“Apple announced a massive increase to its capital program, but the majority of capital returns will be conducted through share repurchases,” Bob Ciura writes for Seeking Alpha. “Investors hoping that Apple would significantly increase its dividend, which seemed entirely appropriate given its fantastic earnings growth and mountain of cash on the balance sheet, should be disappointed.”
“For income investors, Apple’s dividend policy is a disappointment,” Ciura writes. “Growth investors obviously should love Apple’s capital return policy. The company is rapidly growing revenue and profits and is leveraging its balance sheet to buy back a ton of its stock. These initiatives should all help boost Apple’s stock price. However, investors interested in Apple for its dividend will not be as thrilled with Apple right now. Apple stock, even including the dividend increase, yields just 1.5%. This is significantly below the S&P 500 average yield of around 2%.”

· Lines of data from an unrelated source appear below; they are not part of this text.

//! Core types for the Ragamala catalog
//!
//! This crate defines the foundational types used throughout the system:
//! - EntityKind, EntityId, UserId: identity types for catalog records
//! - Timestamp: microsecond-precision time
//! - RecordKey / ItemKey: the single-table key codec
//! - IndexSlot / IndexKey / IndexKeySet: the six-slot secondary-index contract
//! - Cursor: opaque pagination tokens
//! - Error: error type hierarchy
//! - Domain entities: Composition, Raga, Tala, Artist, Attribution

#![warn(missing_docs)]
#![warn(clippy::all)]

pub mod cursor;
pub mod entity;
pub mod error;
pub mod key;
pub mod limits;
pub mod normalize;
pub mod timestamp;
pub mod types;

pub use cursor::{Cursor, CursorError};
pub use entity::{
    Artist, Attribution, AttributionPatch, AttributionType, Composition, Confidence, Raga,
    Revision, Tala,
};
pub use error::{Error, Result};
pub use key::{slots, IndexKey, IndexKeySet, IndexSlot, ItemKey, KeyError, RecordKey, DELIMITER};
pub use limits::PageLimits;
pub use timestamp::Timestamp;
pub use types::{EntityId, EntityKind, UserId};
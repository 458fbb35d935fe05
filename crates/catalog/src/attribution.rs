//! Attribution lifecycle
//!
//! Attributions are the many-to-many relation between compositions and
//! artists, keyed by the pair. Rows are collocated with their
//! composition on the primary index, reachable by artist through GSI5,
//! and disputed claims additionally populate the sparse GSI6 scope.
//!
//! Search dispatch is deterministic: a disputed-type filter wins over
//! any supplied ids, then composition-keyed, then artist-keyed. At most
//! one index scan happens per call.

use std::sync::Arc;

use tracing::debug;

use crate::repository::{Page, Repository};
use ragamala_core::{
    slots, Attribution, AttributionPatch, AttributionType, Composition, Confidence, Cursor,
    EntityId, Error, IndexKeySet, IndexSlot, PageLimits, RecordKey, Result, Timestamp, UserId,
};
use ragamala_storage::{IndexQuery, IndexSelector, Row, Table};

/// Search input for attributions
#[derive(Debug, Clone, Default)]
pub struct AttributionSearchParams {
    /// Scope to one composition
    pub composition_id: Option<EntityId>,
    /// Scope to one artist
    pub artist_id: Option<EntityId>,
    /// Filter by claim type; `disputed` selects the dedicated scope
    pub attribution_type: Option<AttributionType>,
    /// Page size (1–100, default 20)
    pub limit: Option<u32>,
    /// Resume token from a prior page
    pub next_token: Option<String>,
}

/// Manager for the composition–artist relation
#[derive(Clone)]
pub struct AttributionManager {
    table: Arc<dyn Table>,
    limits: PageLimits,
}

impl AttributionManager {
    /// Build over the shared table
    pub fn new(table: Arc<dyn Table>) -> Self {
        AttributionManager {
            table,
            limits: PageLimits::default(),
        }
    }

    fn key(composition_id: &EntityId, artist_id: &EntityId) -> Result<ragamala_core::ItemKey> {
        Ok(RecordKey::Attribution {
            composition_id: composition_id.clone(),
            artist_id: artist_id.clone(),
        }
        .encode()?)
    }

    /// Primary partition shared by a composition and its attributions
    fn composition_partition(composition_id: &EntityId) -> Result<String> {
        Ok(RecordKey::Latest {
            kind: ragamala_core::EntityKind::Composition,
            id: composition_id.clone(),
        }
        .encode()?
        .pk)
    }

    fn row(attribution: &Attribution) -> Result<Row> {
        let mut index = IndexKeySet::empty().with(
            IndexSlot::Gsi5,
            slots::artist_ref(&attribution.artist_id, &attribution.composition_id),
        );
        if attribution.attribution_type == AttributionType::Disputed {
            index = index.with(
                IndexSlot::Gsi6,
                slots::disputed(attribution.created_at.as_micros()),
            );
        }
        Row::encode(
            Self::key(&attribution.composition_id, &attribution.artist_id)?,
            index,
            0,
            attribution,
        )
    }

    /// Record a new claim; the pair must not exist yet
    pub fn create(
        &self,
        composition_id: EntityId,
        artist_id: EntityId,
        attribution_type: AttributionType,
        confidence: Confidence,
        added_by: UserId,
        now: Timestamp,
    ) -> Result<Attribution> {
        let attribution = Attribution::new(
            composition_id,
            artist_id,
            attribution_type,
            confidence,
            added_by,
            now,
        );
        self.table.put_new(Self::row(&attribution)?).map_err(|e| {
            match e {
                Error::Conflict(_) => Error::Conflict(format!(
                    "attribution already exists: {} / {}",
                    attribution.composition_id, attribution.artist_id
                )),
                other => other,
            }
        })?;
        debug!(
            composition = %attribution.composition_id,
            artist = %attribution.artist_id,
            kind = %attribution.attribution_type,
            "attribution created"
        );
        Ok(attribution)
    }

    /// Read one claim by pair
    pub fn get(
        &self,
        composition_id: &EntityId,
        artist_id: &EntityId,
    ) -> Result<Option<Attribution>> {
        let key = Self::key(composition_id, artist_id)?;
        match self.table.get(&key)? {
            Some(row) => Ok(Some(row.decode()?)),
            None => Ok(None),
        }
    }

    fn load(&self, composition_id: &EntityId, artist_id: &EntityId) -> Result<Attribution> {
        self.get(composition_id, artist_id)?.ok_or_else(|| {
            Error::not_found("attribution", format!("{composition_id}/{artist_id}"))
        })
    }

    /// Merge a partial update into a claim
    ///
    /// Type and confidence are the only mutable claim fields; the GSI6
    /// disputed scope follows the type.
    pub fn update(
        &self,
        composition_id: &EntityId,
        artist_id: &EntityId,
        patch: AttributionPatch,
        edited_by: &UserId,
        now: Timestamp,
    ) -> Result<Attribution> {
        let mut attribution = self.load(composition_id, artist_id)?;
        if let Some(t) = patch.attribution_type {
            attribution.attribution_type = t;
        }
        if let Some(c) = patch.confidence {
            attribution.confidence = c;
        }
        attribution.updated_at = now;
        if attribution.edited_by.last() != Some(edited_by) {
            attribution.edited_by.push(edited_by.clone());
        }

        self.table.put(Self::row(&attribution)?)?;
        Ok(attribution)
    }

    /// Record a verification, idempotently
    ///
    /// An already-present verifier is a no-op (no write); type and
    /// confidence are never touched.
    pub fn verify(
        &self,
        composition_id: &EntityId,
        artist_id: &EntityId,
        verifier: UserId,
        now: Timestamp,
    ) -> Result<Attribution> {
        let mut attribution = self.load(composition_id, artist_id)?;
        if !attribution.add_verifier(verifier.clone()) {
            return Ok(attribution);
        }
        attribution.updated_at = now;
        self.table.put(Self::row(&attribution)?)?;
        debug!(
            composition = %composition_id,
            artist = %artist_id,
            verifier = %verifier,
            "attribution verified"
        );
        Ok(attribution)
    }

    /// Remove one claim
    pub fn delete(&self, composition_id: &EntityId, artist_id: &EntityId) -> Result<()> {
        let key = Self::key(composition_id, artist_id)?;
        if self.table.delete(&key)?.is_none() {
            return Err(Error::not_found(
                "attribution",
                format!("{composition_id}/{artist_id}"),
            ));
        }
        Ok(())
    }

    /// Remove every claim of one composition (cascade on entity delete)
    pub fn delete_for_composition(&self, composition_id: &EntityId) -> Result<usize> {
        let partition = Self::composition_partition(composition_id)?;

        let mut removed = 0;
        loop {
            let page = self.table.query(
                &IndexQuery::partition(IndexSelector::Primary, partition.clone(), 100)
                    .begins_with("ATTRIBUTION#"),
            )?;
            if page.rows.is_empty() {
                break;
            }
            for row in &page.rows {
                self.table.delete(&row.key)?;
                removed += 1;
            }
            if !page.has_more {
                break;
            }
        }
        Ok(removed)
    }

    /// Search claims with deterministic index dispatch
    ///
    /// `attribution_type = disputed` routes to the dedicated scope and
    /// takes precedence over any ids; otherwise a composition id keys
    /// the primary index, then an artist id keys GSI5. Non-disputed type
    /// filters are applied to the page after the single scan.
    pub fn search(&self, params: &AttributionSearchParams) -> Result<Page<Attribution>> {
        let limit = self.limits.resolve(params.limit)?;
        let token = params.next_token.as_deref();

        let (query, post_filter) = if params.attribution_type == Some(AttributionType::Disputed)
        {
            (
                IndexQuery::partition(
                    IndexSelector::Gsi(IndexSlot::Gsi6),
                    slots::disputed_partition(),
                    limit,
                ),
                None,
            )
        } else if let Some(composition_id) = &params.composition_id {
            let partition = Self::composition_partition(composition_id)?;
            (
                IndexQuery::partition(IndexSelector::Primary, partition, limit)
                    .begins_with("ATTRIBUTION#"),
                params.attribution_type,
            )
        } else if let Some(artist_id) = &params.artist_id {
            (
                IndexQuery::partition(
                    IndexSelector::Gsi(IndexSlot::Gsi5),
                    slots::artist_ref_partition(artist_id),
                    limit,
                ),
                params.attribution_type,
            )
        } else {
            return Err(Error::Validation(
                "attribution search needs a type, composition, or artist filter".into(),
            ));
        };

        let page = self.query_page(query, token)?;
        let page = match post_filter {
            Some(wanted) => {
                let mut filtered = page;
                filtered.items.retain(|a| a.attribution_type == wanted);
                filtered
            }
            None => page,
        };
        Ok(page)
    }

    /// Relation rows of one artist joined with their compositions
    ///
    /// The composition details are resolved with one batch read and
    /// reassembled in relation order, not storage order; a dangling
    /// reference yields `None` rather than dropping the claim.
    pub fn compositions_for_artist(
        &self,
        artist_id: &EntityId,
        compositions: &Repository<Composition>,
        limit: Option<u32>,
        next_token: Option<&str>,
    ) -> Result<Page<(Attribution, Option<Composition>)>> {
        let limit = self.limits.resolve(limit)?;
        let page = self.query_page(
            IndexQuery::partition(
                IndexSelector::Gsi(IndexSlot::Gsi5),
                slots::artist_ref_partition(artist_id),
                limit,
            ),
            next_token,
        )?;

        let ids: Vec<EntityId> = page
            .items
            .iter()
            .map(|a| a.composition_id.clone())
            .collect();
        let resolved = compositions.batch_get(&ids)?;

        Ok(Page {
            items: page.items.into_iter().zip(resolved).collect(),
            next_token: page.next_token,
            has_more: page.has_more,
        })
    }

    fn query_page(&self, mut query: IndexQuery, token: Option<&str>) -> Result<Page<Attribution>> {
        if let Some(token) = token {
            query.cursor = Some(Cursor::resume(
                token,
                query.index.cursor_index(),
                &query.partition,
            )?);
        }
        let page = self.table.query(&query)?;
        let mut items = Vec::with_capacity(page.rows.len());
        for row in &page.rows {
            items.push(row.decode()?);
        }
        Ok(Page {
            items,
            next_token: page.cursor.as_ref().map(Cursor::encode),
            has_more: page.has_more,
        })
    }
}
//! Identity types for catalog records
//!
//! This module defines the foundational identity types:
//! - EntityKind: discriminator for the four versioned record kinds
//! - EntityId: identifier for a catalog entity
//! - UserId: opaque identifier for an already-authenticated caller

use serde::{Deserialize, Serialize};
use std::fmt;
use uuid::Uuid;

/// Record kind discriminator
///
/// The catalog stores four versioned entity kinds in one table.
/// The kind selects the key shapes and the secondary-index slot
/// contract for a record; it is a static property of each record
/// type, never negotiated at runtime.
#[derive(Debug, Clone, Copy, PartialEq, Eq, Hash, Serialize, Deserialize)]
#[serde(rename_all = "lowercase")]
pub enum EntityKind {
    /// A musical composition (kriti, varnam, bhajan, ...)
    Composition,
    /// A composer or performing artist
    Artist,
    /// A melodic framework
    Raga,
    /// A rhythmic cycle
    Tala,
}

impl EntityKind {
    /// All kinds, in a fixed order
    pub const ALL: [EntityKind; 4] = [
        EntityKind::Composition,
        EntityKind::Artist,
        EntityKind::Raga,
        EntityKind::Tala,
    ];

    /// Lowercase name used in index partition values
    pub fn as_str(&self) -> &'static str {
        match self {
            EntityKind::Composition => "composition",
            EntityKind::Artist => "artist",
            EntityKind::Raga => "raga",
            EntityKind::Tala => "tala",
        }
    }

    /// Uppercase tag used in primary-key partition values
    pub fn tag(&self) -> &'static str {
        match self {
            EntityKind::Composition => "COMPOSITION",
            EntityKind::Artist => "ARTIST",
            EntityKind::Raga => "RAGA",
            EntityKind::Tala => "TALA",
        }
    }

    /// Parse a kind from its primary-key tag
    pub fn from_tag(tag: &str) -> Option<Self> {
        match tag {
            "COMPOSITION" => Some(EntityKind::Composition),
            "ARTIST" => Some(EntityKind::Artist),
            "RAGA" => Some(EntityKind::Raga),
            "TALA" => Some(EntityKind::Tala),
            _ => None,
        }
    }
}

impl fmt::Display for EntityKind {
    fn fmt(&self, f: &mut fmt::Formatter<'_>) -> fmt::Result {
        f.write_str(self.as_str())
    }
}

/// Identifier for a catalog entity
///
/// Ids are opaque strings. Generated ids are UUID v4; imported data may
/// carry externally assigned ids. The key codec rejects ids that are
/// empty or contain the key delimiter.
#[derive(Debug, Clone, Default, PartialEq, Eq, Hash, PartialOrd, Ord, Serialize, Deserialize)]
#[serde(transparent)]
pub struct EntityId(String);

impl EntityId {
    /// Create an id from an externally assigned string
    pub fn new(id: impl Into<String>) -> Self {
        EntityId(id.into())
    }

    /// Generate a fresh random id (UUID v4)
    pub fn generate() -> Self {
        EntityId(Uuid::new_v4().to_string())
    }

    /// The id as a string slice
    pub fn as_str(&self) -> &str {
        &self.0
    }

    /// True for the default (unassigned) id
    pub fn is_empty(&self) -> bool {
        self.0.is_empty()
    }
}

impl From<&str> for EntityId {
    fn from(s: &str) -> Self {
        EntityId(s.to_string())
    }
}

impl From<String> for EntityId {
    fn from(s: String) -> Self {
        EntityId(s)
    }
}

impl fmt::Display for EntityId {
    fn fmt(&self, f: &mut fmt::Formatter<'_>) -> fmt::Result {
        f.write_str(&self.0)
    }
}

/// Opaque identifier for an already-authenticated caller
///
/// The catalog never authenticates; it records whatever identity the
/// caller layer resolved.
#[derive(Debug, Clone, PartialEq, Eq, Hash, Serialize, Deserialize)]
#[serde(transparent)]
pub struct UserId(String);

impl UserId {
    /// Wrap a resolved user identity
    pub fn new(id: impl Into<String>) -> Self {
        UserId(id.into())
    }

    /// The identity as a string slice
    pub fn as_str(&self) -> &str {
        &self.0
    }
}

impl From<&str> for UserId {
    fn from(s: &str) -> Self {
        UserId(s.to_string())
    }
}

impl fmt::Display for UserId {
    fn fmt(&self, f: &mut fmt::Formatter<'_>) -> fmt::Result {
        f.write_str(&self.0)
    }
}
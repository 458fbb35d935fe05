//! In-memory reference backend
//!
//! `MemoryTable` implements [`Table`] over a `BTreeMap` main map plus six
//! ordered GSI projections, all guarded by one `parking_lot::RwLock` so
//! every projection is updated atomically with the main map. This is the
//! backend used by tests and single-process deployments.

use std::collections::BTreeMap;
use std::ops::Bound;

use parking_lot::RwLock;

use crate::row::Row;
use crate::table::{Direction, IndexQuery, IndexSelector, QueryPage, Table};
use ragamala_core::{Cursor, Error, ItemKey, Result};

/// GSI projection entry: (index pk, index sk, primary key)
///
/// The primary key participates in the ordering so rows sharing a sort
/// value have a stable, resumable order.
type GsiEntry = (String, String, ItemKey);

#[derive(Default)]
struct Inner {
    rows: BTreeMap<ItemKey, Row>,
    gsi: [BTreeMap<GsiEntry, ()>; 6],
}

impl Inner {
    fn unlink(&mut self, row: &Row) {
        for (slot, key) in row.index.iter() {
            self.gsi[slot.position()].remove(&(
                key.pk.clone(),
                key.sk.clone(),
                row.key.clone(),
            ));
        }
    }

    fn link(&mut self, row: &Row) {
        for (slot, key) in row.index.iter() {
            self.gsi[slot.position()]
                .insert((key.pk.clone(), key.sk.clone(), row.key.clone()), ());
        }
    }

    fn insert(&mut self, row: Row) {
        let old = self.rows.get(&row.key).cloned();
        if let Some(old) = old {
            self.unlink(&old);
        }
        self.link(&row);
        self.rows.insert(row.key.clone(), row);
    }
}

/// In-memory wide-column table
///
/// Strongly consistent across all indexes; the [`Table`] contract only
/// promises that for the primary key.
#[derive(Default)]
pub struct MemoryTable {
    inner: RwLock<Inner>,
}

impl MemoryTable {
    /// Create an empty table
    pub fn new() -> Self {
        MemoryTable::default()
    }

    /// Number of rows, for tests and diagnostics
    pub fn len(&self) -> usize {
        self.inner.read().rows.len()
    }

    /// True when no rows are stored
    pub fn is_empty(&self) -> bool {
        self.len() == 0
    }

    /// Collect the (sort, primary key) entries of a partition, ascending
    fn partition_entries(inner: &Inner, query: &IndexQuery) -> Result<Vec<(String, ItemKey)>> {
        let mut entries = Vec::new();
        match query.index {
            IndexSelector::Primary => {
                let start = ItemKey::new(query.partition.clone(), "");
                for (key, _) in inner
                    .rows
                    .range((Bound::Included(start), Bound::Unbounded))
                    .take_while(|(key, _)| key.pk == query.partition)
                {
                    if query.sort_matches(&key.sk) {
                        entries.push((key.sk.clone(), key.clone()));
                    }
                }
            }
            IndexSelector::Gsi(slot) => {
                let start = (query.partition.clone(), String::new(), ItemKey::new("", ""));
                for ((_, sk, primary), _) in inner.gsi[slot.position()]
                    .range((Bound::Included(start), Bound::Unbounded))
                    .take_while(|((pk, _, _), _)| *pk == query.partition)
                {
                    if query.sort_matches(sk) {
                        entries.push((sk.clone(), primary.clone()));
                    }
                }
            }
        }
        Ok(entries)
    }
}

impl Table for MemoryTable {
    fn put(&self, row: Row) -> Result<()> {
        self.inner.write().insert(row);
        Ok(())
    }

    fn put_new(&self, row: Row) -> Result<()> {
        let mut inner = self.inner.write();
        if inner.rows.contains_key(&row.key) {
            return Err(Error::Conflict(format!("row already exists: {}", row.key)));
        }
        inner.insert(row);
        Ok(())
    }

    fn put_expecting(&self, row: Row, expected_version: u64) -> Result<()> {
        let mut inner = self.inner.write();
        match inner.rows.get(&row.key) {
            None => Err(Error::not_found("row", &row.key)),
            Some(existing) if existing.version != expected_version => Err(Error::Conflict(
                format!(
                    "version check failed for {}: expected {expected_version}, found {}",
                    row.key, existing.version
                ),
            )),
            Some(_) => {
                inner.insert(row);
                Ok(())
            }
        }
    }

    fn get(&self, key: &ItemKey) -> Result<Option<Row>> {
        Ok(self.inner.read().rows.get(key).cloned())
    }

    fn delete(&self, key: &ItemKey) -> Result<Option<Row>> {
        let mut inner = self.inner.write();
        let removed = inner.rows.remove(key);
        if let Some(ref row) = removed {
            inner.unlink(row);
        }
        Ok(removed)
    }

    fn query(&self, query: &IndexQuery) -> Result<QueryPage> {
        if query.limit == 0 {
            return Err(Error::Validation("page size must be at least 1".into()));
        }

        let inner = self.inner.read();
        let mut entries = Self::partition_entries(&inner, query)?;
        if query.direction == Direction::Descending {
            entries.reverse();
        }

        // Resume strictly past the cursor position in scan order.
        if let Some(cursor) = &query.cursor {
            let position = (cursor.sort.clone(), cursor.last_key.clone());
            entries.retain(|entry| match query.direction {
                Direction::Ascending => *entry > position,
                Direction::Descending => *entry < position,
            });
        }

        let has_more = entries.len() > query.limit;
        entries.truncate(query.limit);

        let mut rows = Vec::with_capacity(entries.len());
        for (_, key) in &entries {
            let row = inner
                .rows
                .get(key)
                .cloned()
                .ok_or_else(|| Error::Corruption(format!("dangling index entry for {key}")))?;
            rows.push(row);
        }

        let cursor = if has_more {
            entries.last().map(|(sort, key)| Cursor {
                index: query.index.cursor_index(),
                partition: query.partition.clone(),
                sort: sort.clone(),
                last_key: key.clone(),
            })
        } else {
            None
        };

        Ok(QueryPage {
            rows,
            cursor,
            has_more,
        })
    }

    fn batch_get(&self, keys: &[ItemKey]) -> Result<Vec<Option<Row>>> {
        let inner = self.inner.read();
        Ok(keys.iter().map(|key| inner.rows.get(key).cloned()).collect())
    }
}
//! Create / read / update / version / delete flows

use crate::{composition, editor, service};
use ragamala::{Composition, EntityId, Error, Raga, UserId};

#[test]
fn create_then_get_returns_latest_with_creator() {
    let service = service();
    let alice = editor("alice");

    let created = service
        .create(&alice, composition("endaro mahanubhavulu", "telugu", "r1", "t1"))
        .unwrap();

    let read: Composition = service.get(&alice, &created.id, None).unwrap();
    assert!(read.revision.is_latest);
    assert_eq!(read.revision.version, 1);
    assert_eq!(read.revision.edited_by, vec![UserId::new("alice")]);
    assert_eq!(read.revision.added_by, UserId::new("alice"));
}

#[test]
fn create_normalizes_title_and_language() {
    let service = service();
    let alice = editor("alice");

    // the scenario from the input contract: trailing space, lowercase language
    let created = service
        .create(&alice, composition("vathapi ganapathim ", "sanskrit", "r1", "t1"))
        .unwrap();

    assert_eq!(created.title, "vathapi ganapathim");
    assert_eq!(created.language, "Sanskrit");
    assert_eq!(created.tradition, "Carnatic");
}

#[test]
fn get_missing_is_not_found() {
    let service = service();
    let result: Result<Composition, _> =
        service.get(&editor("alice"), &EntityId::new("ghost"), None);
    assert!(matches!(result, Err(Error::NotFound { .. })));
}

#[test]
fn update_merges_without_new_version() {
    let service = service();
    let alice = editor("alice");
    let bob = editor("bob");

    let created = service
        .create(&alice, composition("krithi", "telugu", "r1", "t1"))
        .unwrap();

    let updated: Composition = service
        .update(&bob, &created.id, |c: &mut Composition| {
            c.meaning = Some("in praise of the assembled devotees".into())
        })
        .unwrap();

    assert_eq!(updated.revision.version, 1);
    assert_eq!(
        updated.revision.edited_by,
        vec![UserId::new("alice"), UserId::new("bob")]
    );
    assert_eq!(updated.revision.created_at, created.revision.created_at);
    assert!(updated.revision.updated_at >= created.revision.updated_at);
}

#[test]
fn version_history_grows_and_keeps_one_latest() {
    let service = service();
    let alice = editor("alice");
    let created = service
        .create(&alice, Raga::new("kalyani", "carnatic", "alice".into()))
        .unwrap();

    service
        .create_version(&alice, &created.id, |r: &mut Raga| r.melakarta = Some(65))
        .unwrap();
    service
        .create_version(&editor("bob"), &created.id, |r: &mut Raga| {
            r.arohanam = Some("S R2 G3 M2 P D2 N3 S".into())
        })
        .unwrap();

    let history: Vec<Raga> = service.history(&alice, &created.id).unwrap();
    let versions: Vec<u32> = history.iter().map(|r| r.revision.version).collect();
    assert_eq!(versions, vec![1, 2, 3]);
    assert_eq!(history.iter().filter(|r| r.revision.is_latest).count(), 1);

    // a historical version is readable and immutable
    let v1: Raga = service.get(&alice, &created.id, Some(1)).unwrap();
    assert_eq!(v1.melakarta, None);
    assert!(!v1.revision.is_latest);
}

#[test]
fn delete_removes_history_and_cascades_attributions() {
    let service = service();
    let alice = editor("alice");

    let comp = service
        .create(&alice, composition("krithi", "telugu", "r1", "t1"))
        .unwrap();
    service
        .create_version(&alice, &comp.id, |_: &mut Composition| {})
        .unwrap();
    service
        .attribute(
            &alice,
            comp.id.clone(),
            EntityId::new("tyagaraja"),
            ragamala::AttributionType::Primary,
            ragamala::Confidence::High,
        )
        .unwrap();

    service.delete::<Composition>(&alice, &comp.id).unwrap();

    let read: Result<Composition, _> = service.get(&alice, &comp.id, None);
    assert!(matches!(read, Err(Error::NotFound { .. })));
    let v1: Result<Composition, _> = service.get(&alice, &comp.id, Some(1));
    assert!(matches!(v1, Err(Error::NotFound { .. })));

    let attrs = service
        .search_attributions(
            &alice,
            &ragamala::AttributionSearchParams {
                composition_id: Some(comp.id.clone()),
                ..Default::default()
            },
        )
        .unwrap();
    assert!(attrs.items.is_empty());
}

#[test]
fn anonymous_callers_cannot_write() {
    let service = service();
    let result = service.create(
        &ragamala::Caller::anonymous(),
        composition("krithi", "telugu", "r1", "t1"),
    );
    assert!(matches!(result, Err(Error::Validation(_))));
}

#[test]
fn views_and_favorites_move_popularity() {
    let service = service();
    let alice = editor("alice");
    let created = service
        .create(&alice, composition("krithi", "telugu", "r1", "t1"))
        .unwrap();

    service
        .record_view::<Composition>(&alice, &created.id)
        .unwrap();
    service
        .record_view::<Composition>(&alice, &created.id)
        .unwrap();
    service.favorite::<Composition>(&alice, &created.id).unwrap();

    let read: Composition = service.get(&alice, &created.id, None).unwrap();
    assert_eq!(read.revision.view_count, 2);
    assert_eq!(read.revision.favorite_count, 1);
    assert_eq!(read.revision.popularity_score, 12);
    // counters are not edits
    assert_eq!(read.revision.edited_by, vec![UserId::new("alice")]);
}

#[test]
fn bot_views_are_not_applied() {
    let service = service();
    let alice = editor("alice");
    let created = service
        .create(&alice, composition("krithi", "telugu", "r1", "t1"))
        .unwrap();

    let bot = ragamala::Caller::user("crawler").bot();
    service.record_view::<Composition>(&bot, &created.id).unwrap();

    let read: Composition = service.get(&alice, &created.id, None).unwrap();
    assert_eq!(read.revision.view_count, 0);
}
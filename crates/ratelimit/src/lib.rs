//! Sliding-window admission control
//!
//! Guards the repository boundary: every caller-facing operation checks
//! the limiter before any storage I/O, and a denial short-circuits the
//! call. State is process-local; under N replicas the effective global
//! limit is N times the configured one, a documented trade-off of this
//! design.
//!
//! The limiter is an explicit component owned by the process entry
//! point — constructed, swept, and dropped there, never a global.

pub mod config;
pub mod identity;
pub mod limiter;

pub use config::{ClassLimit, RateLimitClass, RateLimitConfig};
pub use identity::{Caller, CallerId, TrustedSources};
pub use limiter::{Decision, RateLimiter};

“Investors who have held Apple stock for any length of time are likely sitting on significant gains since Apple is up 115% in the past two years,” Ciura writes. “For those who want income, it might not be a terrible idea to take some profits off the table and reinvest the proceeds in a stock that offers a more compelling dividend yield.”
Read more in the full article here.
MacDailyNews Take: Apple is obviously focused on buybacks. Dividends are just a nice little perk for growth investors.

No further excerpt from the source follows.